- **Dataset entries**:
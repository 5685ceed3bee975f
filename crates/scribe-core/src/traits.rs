//! Service traits implemented by the storage and inference crates.
//!
//! These are the seams of the system: stores are backed by PostgreSQL in
//! scribe-db, the gateway by the Gemini API in scribe-inference, and tests
//! substitute mocks behind the same traits.

use async_trait::async_trait;

use crate::error::Result;
use crate::models::{
    AiResponse, ListOptions, Note, NoteDraft, NoteList, SearchResults, Summary, SummaryOutcome,
};

/// Owner-scoped note persistence.
///
/// Every operation takes the calling owner's opaque id and never exposes
/// another owner's rows; a foreign note behaves exactly like a missing one.
/// String `id` parameters are validated as hyphenated UUIDs before any
/// lookup and fail with [`Error::InvalidId`](crate::Error::InvalidId)
/// otherwise.
#[async_trait]
pub trait NoteStore: Send + Sync {
    /// Create a note from a validated draft. New notes are active.
    async fn create(&self, owner_id: &str, draft: NoteDraft) -> Result<Note>;

    /// Fetch one note by id.
    async fn get_by_id(&self, owner_id: &str, id: &str) -> Result<Note>;

    /// Replace title and content, bumping `updated_at`.
    async fn update(&self, owner_id: &str, id: &str, draft: NoteDraft) -> Result<Note>;

    /// Update variant for periodic editor saves; no row returned.
    async fn auto_save(&self, owner_id: &str, id: &str, draft: NoteDraft) -> Result<()>;

    /// Move an active note to the archive. Fails if already archived.
    async fn archive(&self, owner_id: &str, id: &str) -> Result<Note>;

    /// Bring an archived note back. Fails if not archived.
    async fn restore(&self, owner_id: &str, id: &str) -> Result<Note>;

    /// Delete the row for good; attached summaries cascade.
    async fn delete_permanently(&self, owner_id: &str, id: &str) -> Result<()>;

    /// One page of this owner's notes, filtered by archive state.
    async fn list(&self, owner_id: &str, opts: ListOptions) -> Result<NoteList>;

    /// Case-insensitive substring search over title and content of
    /// non-archived notes.
    async fn search(&self, owner_id: &str, query: &str, opts: ListOptions)
        -> Result<SearchResults>;
}

/// Per-note summary persistence and generation.
#[async_trait]
pub trait SummaryStore: Send + Sync {
    /// Generate a fresh summary via the AI gateway and store it as the
    /// note's single current summary.
    async fn generate_and_store(&self, owner_id: &str, note_id: &str) -> Result<SummaryOutcome>;

    /// The note's most recent summary, or `None` when none was generated.
    async fn current(&self, owner_id: &str, note_id: &str) -> Result<Option<Summary>>;
}

/// Text generation backend.
///
/// All operations enforce the prompt token budget before any network call
/// and retry transient failures internally, so callers see either a final
/// value or a final error.
#[async_trait]
pub trait AiGateway: Send + Sync {
    /// Free-form generation with the prompt sent verbatim.
    async fn generate_text(&self, prompt: &str) -> Result<AiResponse<String>>;

    /// Bullet-point summary of note content, in the note's own language.
    async fn generate_summary(&self, note_content: &str) -> Result<AiResponse<String>>;

    /// Up to six short tags describing note content.
    async fn generate_tags(&self, note_content: &str) -> Result<AiResponse<Vec<String>>>;

    /// Cheap liveness probe. Never fails; any error maps to `false`.
    async fn health_check(&self) -> bool;
}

- **What you are asked to do**: All the entries above need to be repeated word for word.

- **Completed task**:
repository 5685ceed3bee975f
filename crates/scribe-core/src/traits.rs
//! Service traits implemented by the storage and inference crates.
//!
//! These are the seams of the system: stores are backed by PostgreSQL in
//! scribe-db, the gateway by the Gemini API in scribe-inference, and tests
//! substitute mocks behind the same traits.

use async_trait::async_trait;

use crate::error::Result;
use crate::models::{
    AiResponse, ListOptions, Note, NoteDraft, NoteList, SearchResults, Summary, SummaryOutcome,
};

/// Owner-scoped note persistence.
///
/// Every operation takes the calling owner's opaque id and never exposes
/// another owner's rows; a foreign note behaves exactly like a missing one.
/// String `id` parameters are validated as hyphenated UUIDs before any
/// lookup and fail with [`Error::InvalidId`](crate::Error::InvalidId)
/// otherwise.
#[async_trait]
pub trait NoteStore: Send + Sync {
    /// Create a note from a validated draft. New notes are active.
    async fn create(&self, owner_id: &str, draft: NoteDraft) -> Result<Note>;

    /// Fetch one note by id.
    async fn get_by_id(&self, owner_id: &str, id: &str) -> Result<Note>;

    /// Replace title and content, bumping `updated_at`.
    async fn update(&self, owner_id: &str, id: &str, draft: NoteDraft) -> Result<Note>;

    /// Update variant for periodic editor saves; no row returned.
    async fn auto_save(&self, owner_id: &str, id: &str, draft: NoteDraft) -> Result<()>;

    /// Move an active note to the archive. Fails if already archived.
    async fn archive(&self, owner_id: &str, id: &str) -> Result<Note>;

    /// Bring an archived note back. Fails if not archived.
    async fn restore(&self, owner_id: &str, id: &str) -> Result<Note>;

    /// Delete the row for good; attached summaries cascade.
    async fn delete_permanently(&self, owner_id: &str, id: &str) -> Result<()>;

    /// One page of this owner's notes, filtered by archive state.
    async fn list(&self, owner_id: &str, opts: ListOptions) -> Result<NoteList>;

    /// Case-insensitive substring search over title and content of
    /// non-archived notes.
    async fn search(&self, owner_id: &str, query: &str, opts: ListOptions)
        -> Result<SearchResults>;
}

/// Per-note summary persistence and generation.
#[async_trait]
pub trait SummaryStore: Send + Sync {
    /// Generate a fresh summary via the AI gateway and store it as the
    /// note's single current summary.
    async fn generate_and_store(&self, owner_id: &str, note_id: &str) -> Result<SummaryOutcome>;

    /// The note's most recent summary, or `None` when none was generated.
    async fn current(&self, owner_id: &str, note_id: &str) -> Result<Option<Summary>>;
}

/// Text generation backend.
///
/// All operations enforce the prompt token budget before any network call
/// and retry transient failures internally, so callers see either a final
/// value or a final error.
#[async_trait]
pub trait AiGateway: Send + Sync {
    /// Free-form generation with the prompt sent verbatim.
    async fn generate_text(&self, prompt: &str) -> Result<AiResponse<String>>;

    /// Bullet-point summary of note content, in the note's own language.
    async fn generate_summary(&self, note_content: &str) -> Result<AiResponse<String>>;

    /// Up to six short tags describing note content.
    async fn generate_tags(&self, note_content: &str) -> Result<AiResponse<Vec<String>>>;

    /// Cheap liveness probe. Never fails; any error maps to `false`.
    async fn health_check(&self) -> bool;
}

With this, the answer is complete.